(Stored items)
= = = =

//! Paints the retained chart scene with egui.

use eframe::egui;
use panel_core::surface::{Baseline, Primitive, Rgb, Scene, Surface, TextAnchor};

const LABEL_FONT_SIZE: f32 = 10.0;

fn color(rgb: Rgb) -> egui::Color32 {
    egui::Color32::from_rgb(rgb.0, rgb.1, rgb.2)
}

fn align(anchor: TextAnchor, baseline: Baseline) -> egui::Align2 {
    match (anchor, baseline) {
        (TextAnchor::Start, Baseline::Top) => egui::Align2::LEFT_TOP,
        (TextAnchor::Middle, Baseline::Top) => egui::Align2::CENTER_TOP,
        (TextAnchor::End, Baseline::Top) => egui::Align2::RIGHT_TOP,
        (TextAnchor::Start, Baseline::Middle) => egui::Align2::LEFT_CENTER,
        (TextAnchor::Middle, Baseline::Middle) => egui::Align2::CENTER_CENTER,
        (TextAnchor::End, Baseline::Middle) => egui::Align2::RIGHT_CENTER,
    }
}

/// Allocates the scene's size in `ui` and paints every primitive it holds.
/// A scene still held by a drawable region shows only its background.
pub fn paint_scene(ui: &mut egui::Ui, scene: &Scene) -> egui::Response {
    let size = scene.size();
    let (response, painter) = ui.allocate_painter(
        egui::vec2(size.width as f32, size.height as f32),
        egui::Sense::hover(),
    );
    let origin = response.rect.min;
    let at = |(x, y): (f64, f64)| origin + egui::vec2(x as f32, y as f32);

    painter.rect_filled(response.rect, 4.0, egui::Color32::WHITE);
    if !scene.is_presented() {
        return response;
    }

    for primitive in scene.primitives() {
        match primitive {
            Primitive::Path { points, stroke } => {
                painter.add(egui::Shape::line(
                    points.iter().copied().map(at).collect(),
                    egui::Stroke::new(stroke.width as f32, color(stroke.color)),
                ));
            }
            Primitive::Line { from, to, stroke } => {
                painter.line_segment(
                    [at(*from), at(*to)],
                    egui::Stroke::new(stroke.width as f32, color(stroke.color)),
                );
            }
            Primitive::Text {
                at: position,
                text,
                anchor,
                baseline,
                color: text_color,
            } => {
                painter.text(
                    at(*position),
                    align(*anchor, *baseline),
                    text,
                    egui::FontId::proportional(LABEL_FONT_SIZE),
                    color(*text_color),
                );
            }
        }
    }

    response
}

= = = =

### The problem
Your answer should consist of the lines from the line with "fn align(anchor: TextAnchor, baseline: Baseline)" to the line with "(TextAnchor::Middle, Baseline::Top) =>" above, repeated exactly, both ends included.

### Solution to this exercise
fn align(anchor: TextAnchor, baseline: Baseline) -> egui::Align2 {
    match (anchor, baseline) {
        (TextAnchor::Start, Baseline::Top) => egui::Align2::LEFT_TOP,
        (TextAnchor::Middle, Baseline::Top) => egui::Align2::CENTER_TOP,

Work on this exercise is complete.